Besorgniserregende Lage in den besetzten Gebieten
Nach Angaben von TSN.ua: Bei möglichen Friedensgesprächen ist nach Ansicht des US-Senators Lindsey Graham nicht mit einem vollständigen Abzug aller russischen Soldaten aus der Ukraine zu rechnen. Er geht davon aus, dass ein Teil der Truppen vorerst in den besetzten Gebieten verbleiben könnte. Diese Einschätzung unterstreicht die enorme Komplexität der Lage und die Hindernisse für internationale Verhandlungen. Die Aussagen verdeutlichen, wie schwierig eine Rückeroberung dieser Regionen derzeit erscheint.
Graham betonte zudem, dass jede Sicherheitsvereinbarung vom US-Kongress geprüft werden müsse. Er warnte ausdrücklich vor einer
„Belohnung für Aggression“. Ein Kriegsende dürfe seiner Meinung nach nicht auf Kosten von Sicherheitsinteressen erreicht werden. Damit spiegelt der Senator die weitverbreitete Sorge wider, Russlands völkerrechtswidrigen Angriffskrieg nicht nachträglich zu legitimieren.

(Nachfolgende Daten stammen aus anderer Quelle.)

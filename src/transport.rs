//! Transport collaborator interface and the retry interceptor applied on top
//! of it.

use std::sync::Arc;
use std::time::Duration;

use async_trait::async_trait;
use reqwest::header::{HeaderMap, AUTHORIZATION};
use serde_json::{json, Map, Value as JsonValue};
use tokio::time::sleep;

use crate::{backoff, Method, RetryPolicy};

pub(crate) type BoxError = Box<dyn std::error::Error + Send + Sync + 'static>;

/// One outgoing call as handed to a [`Transport`].
#[derive(Clone, Debug)]
pub struct TransportRequest {
    pub method: Method,
    /// Absolute URL or a path relative to the transport's base URL.
    pub url: String,
    pub payload: Option<JsonValue>,
    pub headers: HeaderMap,
    pub query: Vec<(String, String)>,
    /// Per-call timeout; the transport default applies when `None`.
    pub timeout: Option<Duration>,
}

impl TransportRequest {
    pub fn new(method: Method, url: impl Into<String>) -> Self {
        Self {
            method,
            url: url.into(),
            payload: None,
            headers: HeaderMap::new(),
            query: Vec::new(),
            timeout: None,
        }
    }

    pub fn with_payload(mut self, payload: JsonValue) -> Self {
        self.payload = Some(payload);
        self
    }

    /// JSON dump used by debug logging. Authorization values are redacted.
    pub fn to_json(&self) -> JsonValue {
        json!({
            "method": self.method.as_str(),
            "url": self.url,
            "query": self.query,
            "headers": headers_to_json(&self.headers),
            "timeout_ms": self.timeout.map(|timeout| timeout.as_millis() as u64),
            "payload": self.payload,
        })
    }
}

/// Response received from the backend.
#[derive(Clone, Debug)]
pub struct TransportResponse {
    pub status: u16,
    pub headers: HeaderMap,
    /// Parsed JSON body; non-JSON text is kept as a string, an empty body
    /// is `null`.
    pub body: JsonValue,
}

impl TransportResponse {
    pub fn new(status: u16, body: JsonValue) -> Self {
        Self {
            status,
            headers: HeaderMap::new(),
            body,
        }
    }

    pub fn is_success(&self) -> bool {
        (200..300).contains(&self.status)
    }

    /// Parses raw body text the way every response body is normalized.
    pub fn parse_body(text: &str) -> JsonValue {
        if text.trim().is_empty() {
            return JsonValue::Null;
        }
        serde_json::from_str(text).unwrap_or_else(|_| JsonValue::String(text.to_owned()))
    }

    pub fn to_json(&self) -> JsonValue {
        json!({
            "status": self.status,
            "headers": headers_to_json(&self.headers),
            "body": self.body,
        })
    }
}

/// Failure reported by a [`Transport`].
///
/// The presence of `response` and `request` tells how far the call got:
/// a response means the server answered with a non-success status, a
/// request without a response means the call went out but nothing came
/// back, neither means the call could not be built.
#[derive(Debug, thiserror::Error)]
#[error("{message}")]
pub struct TransportError {
    pub message: String,
    pub request: Option<TransportRequest>,
    pub response: Option<TransportResponse>,
    #[source]
    pub source: Option<BoxError>,
}

impl TransportError {
    pub fn new(message: impl Into<String>) -> Self {
        Self {
            message: message.into(),
            request: None,
            response: None,
            source: None,
        }
    }

    pub fn with_request(mut self, request: TransportRequest) -> Self {
        self.request = Some(request);
        self
    }

    pub fn with_response(mut self, response: TransportResponse) -> Self {
        self.response = Some(response);
        self
    }

    pub fn with_source<E>(mut self, source: E) -> Self
    where
        E: std::error::Error + Send + Sync + 'static,
    {
        self.source = Some(Box::new(source));
        self
    }

    /// Whether another attempt may succeed: no response at all, or one of
    /// the throttling / gateway statuses.
    pub fn is_transient(&self) -> bool {
        match &self.response {
            Some(response) => matches!(response.status, 429 | 500 | 502 | 503 | 504),
            None => self.request.is_some(),
        }
    }
}

/// Sends one request and reports a response or a failure.
///
/// Implementations must return non-2xx responses as a [`TransportError`]
/// carrying `response`.
#[async_trait]
pub trait Transport: Send + Sync {
    async fn send(&self, request: TransportRequest) -> Result<TransportResponse, TransportError>;
}

#[async_trait]
impl<T: Transport + ?Sized> Transport for Arc<T> {
    async fn send(&self, request: TransportRequest) -> Result<TransportResponse, TransportError> {
        (**self).send(request).await
    }
}

/// Applies a [`RetryPolicy`] to a shared transport.
///
/// Attempts run sequentially. Only transient failures are retried and the
/// error of the last attempt is returned unchanged.
#[derive(Debug)]
pub struct RetryingTransport<T> {
    inner: Arc<T>,
    policy: RetryPolicy,
}

impl<T> RetryingTransport<T> {
    pub fn new(inner: Arc<T>, policy: RetryPolicy) -> Self {
        Self { inner, policy }
    }

    pub fn policy(&self) -> &RetryPolicy {
        &self.policy
    }
}

impl<T> Clone for RetryingTransport<T> {
    fn clone(&self) -> Self {
        Self {
            inner: Arc::clone(&self.inner),
            policy: self.policy.clone(),
        }
    }
}

#[async_trait]
impl<T: Transport> Transport for RetryingTransport<T> {
    async fn send(&self, request: TransportRequest) -> Result<TransportResponse, TransportError> {
        let mut attempt = 0u32;
        loop {
            let error = match self.inner.send(request.clone()).await {
                Ok(response) => return Ok(response),
                Err(error) => error,
            };

            if attempt >= self.policy.max_retries || !error.is_transient() {
                return Err(error);
            }
            attempt += 1;

            let delay = backoff::delay(
                attempt,
                self.policy.backoff_strategy,
                self.policy.delay_factor,
            );
            if let Some(on_retry) = &self.policy.on_retry {
                on_retry.call(attempt, &error);
            }

            tracing::debug!(
                method = request.method.as_str(),
                url = %request.url,
                attempt,
                max_retries = self.policy.max_retries,
                delay_ms = delay.as_millis() as u64,
                error = %error,
                "retrying request"
            );
            sleep(delay).await;
        }
    }
}

/// Header dump for debug output with `authorization` redacted.
pub(crate) fn headers_to_json(headers: &HeaderMap) -> JsonValue {
    let mut map = Map::new();
    for (name, value) in headers {
        let value = if name == AUTHORIZATION {
            "<redacted>".to_owned()
        } else {
            value.to_str().unwrap_or("<binary>").to_owned()
        };
        map.insert(name.as_str().to_owned(), JsonValue::String(value));
    }
    JsonValue::Object(map)
}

Uneinigkeit unter westlichen Verbündeten
Auf internationaler Ebene behindern unterschiedliche Positionen einen gemeinsamen Kurs. So gibt es etwa zwischen Großbritannien einerseits und Frankreich sowie Italien andererseits Differenzen über den richtigen Verhandlungsansatz gegenüber Wladimir Putin. Diese Divergenzen zeigen, wie herausfordernd eine abgestimmte Verhandlungsstrategie auf globaler Ebene ist.

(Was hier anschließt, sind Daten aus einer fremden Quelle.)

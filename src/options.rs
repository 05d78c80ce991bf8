use std::fmt;
use std::time::Duration;

use reqwest::header::{HeaderMap, HeaderName, HeaderValue, AUTHORIZATION};
use serde::{Deserialize, Serialize};

use crate::transport::headers_to_json;
use crate::{BackoffStrategy, RetryPolicy};

/// Amount of detail written by debug logging.
#[derive(Clone, Copy, Debug, Default, Eq, PartialEq, Serialize, Deserialize)]
#[serde(rename_all = "lowercase")]
pub enum DebugLevel {
    /// Summaries: payloads and response bodies.
    #[default]
    Normal,
    /// Full dumps including request config, headers and whole responses.
    Verbose,
}

/// Options handed to the transport when it is constructed.
#[derive(Clone, Default)]
pub struct TransportConfig {
    /// Default timeout for every request.
    pub timeout: Option<Duration>,
    /// Headers sent with every request.
    pub headers: HeaderMap,
}

impl fmt::Debug for TransportConfig {
    fn fmt(&self, f: &mut fmt::Formatter<'_>) -> fmt::Result {
        f.debug_struct("TransportConfig")
            .field("timeout", &self.timeout)
            .field("headers", &headers_to_json(&self.headers))
            .finish()
    }
}

impl TransportConfig {
    pub fn with_timeout(mut self, timeout: Duration) -> Self {
        self.timeout = Some(timeout);
        self
    }

    pub fn with_header(mut self, name: HeaderName, value: HeaderValue) -> Self {
        self.headers.insert(name, value);
        self
    }

    /// Sets `Authorization: Bearer <token>`.
    ///
    /// If the token is missing the `Bearer ` prefix, it is added automatically.
    pub fn with_bearer_token(self, token: impl AsRef<str>) -> Result<Self, ConfigError> {
        let authorization = normalize_bearer_authorization(token.as_ref());
        let mut value = HeaderValue::from_str(&authorization)
            .map_err(|_| ConfigError::InvalidHeader(AUTHORIZATION.as_str().to_owned()))?;
        value.set_sensitive(true);
        Ok(self.with_header(AUTHORIZATION, value))
    }
}

/// Client-wide configuration, fixed at construction.
#[derive(Clone, Debug)]
pub struct ClientConfig {
    /// Base URL joined with relative request paths.
    pub base_url: String,
    pub transport: TransportConfig,
    pub default_retry_policy: RetryPolicy,
    /// Enables debug dumps through the client's logger.
    pub debug: bool,
    pub debug_level: DebugLevel,
    /// Client name embedded in error messages and log lines.
    pub name: String,
}

impl Default for ClientConfig {
    fn default() -> Self {
        Self {
            base_url: String::new(),
            transport: TransportConfig::default(),
            default_retry_policy: RetryPolicy::default(),
            debug: false,
            debug_level: DebugLevel::Normal,
            name: "<default>".to_owned(),
        }
    }
}

impl ClientConfig {
    pub fn new(base_url: impl Into<String>) -> Self {
        Self {
            base_url: base_url.into(),
            ..Self::default()
        }
    }

    pub fn with_name(mut self, name: impl Into<String>) -> Self {
        self.name = name.into();
        self
    }

    pub fn with_transport(mut self, transport: TransportConfig) -> Self {
        self.transport = transport;
        self
    }

    pub fn with_retry_policy(mut self, policy: RetryPolicy) -> Self {
        self.default_retry_policy = policy;
        self
    }

    pub fn with_debug(mut self, level: DebugLevel) -> Self {
        self.debug = true;
        self.debug_level = level;
        self
    }

    /// Flat retry settings from older configurations.
    ///
    /// Maps onto the nested policy with exponential backoff.
    #[deprecated(note = "use `with_retry_policy` with a `RetryPolicy`")]
    pub fn with_retries(mut self, max_retries: u32, delay_factor: Duration) -> Self {
        self.default_retry_policy = RetryPolicy {
            max_retries,
            backoff_strategy: BackoffStrategy::Exponential,
            delay_factor,
            on_retry: self.default_retry_policy.on_retry.take(),
        };
        self
    }

    /// Creates a configuration from environment variables.
    ///
    /// Reads, with `prefix` prepended (e.g. `"BILLING"` → `BILLING_BASE_URL`):
    /// - `_BASE_URL` (required)
    /// - `_TOKEN` — bearer token (prefix optional)
    /// - `_TIMEOUT_MS`
    /// - `_MAX_RETRIES`
    /// - `_DEBUG` — `true`/`1` enables debug logging
    /// - `_DEBUG_LEVEL` — `normal` or `verbose`
    ///
    /// The client name is the lowercased prefix.
    pub fn from_env(prefix: &str) -> Result<Self, ConfigError> {
        Self::from_lookup(prefix, |key| std::env::var(key).ok())
    }

    fn from_lookup<F>(prefix: &str, lookup: F) -> Result<Self, ConfigError>
    where
        F: Fn(&str) -> Option<String>,
    {
        let key = |suffix: &str| format!("{prefix}_{suffix}");
        let read = |suffix: &str| {
            lookup(&key(suffix))
                .map(|value| value.trim().to_owned())
                .filter(|value| !value.is_empty())
        };

        let base_url = read("BASE_URL").ok_or_else(|| ConfigError::Missing(key("BASE_URL")))?;
        let mut config = Self::new(base_url).with_name(prefix.to_ascii_lowercase());

        if let Some(token) = read("TOKEN") {
            config.transport = config.transport.with_bearer_token(token)?;
        }
        if let Some(timeout) = read("TIMEOUT_MS") {
            let millis = timeout
                .parse::<u64>()
                .map_err(|_| ConfigError::Invalid(key("TIMEOUT_MS"), timeout))?;
            config.transport.timeout = Some(Duration::from_millis(millis));
        }
        if let Some(retries) = read("MAX_RETRIES") {
            config.default_retry_policy.max_retries = retries
                .parse::<u32>()
                .map_err(|_| ConfigError::Invalid(key("MAX_RETRIES"), retries))?;
        }
        if let Some(debug) = read("DEBUG") {
            config.debug = match debug.to_ascii_lowercase().as_str() {
                "1" | "true" | "yes" | "on" => true,
                "0" | "false" | "no" | "off" => false,
                _ => return Err(ConfigError::Invalid(key("DEBUG"), debug)),
            };
        }
        if let Some(level) = read("DEBUG_LEVEL") {
            config.debug_level = match level.to_ascii_lowercase().as_str() {
                "normal" => DebugLevel::Normal,
                "verbose" => DebugLevel::Verbose,
                _ => return Err(ConfigError::Invalid(key("DEBUG_LEVEL"), level)),
            };
        }

        Ok(config)
    }
}

/// Error raised while assembling a [`ClientConfig`].
#[derive(Debug, thiserror::Error)]
pub enum ConfigError {
    #[error("missing {0} environment variable")]
    Missing(String),
    #[error("invalid value for {0}: '{1}'")]
    Invalid(String, String),
    #[error("invalid value for header {0}")]
    InvalidHeader(String),
}

fn normalize_bearer_authorization(token: &str) -> String {
    let trimmed = token.trim();
    let prefix = trimmed.get(..7);
    if prefix.is_some_and(|value| value.eq_ignore_ascii_case("bearer ")) {
        trimmed.to_owned()
    } else {
        format!("Bearer {trimmed}")
    }
}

Die Warnungen Grahams machen die anhaltenden Schwierigkeiten deutlich, Stabilität in den von Russland kontrollierten ukrainischen Gebieten herzustellen. Seine wiederholte Ablehnung einer
„Belohnung für Aggression“markiert eine klare rote Linie der US-Politik in möglichen Gesprächen, die den weiteren Konfliktverlauf beeinflussen könnte. Die unterschiedlichen Herangehensweisen europäischer Staaten unterstreichen indes, dass für wirksame Lösungen mehr Einigkeit in der internationalen Politik notwendig wäre.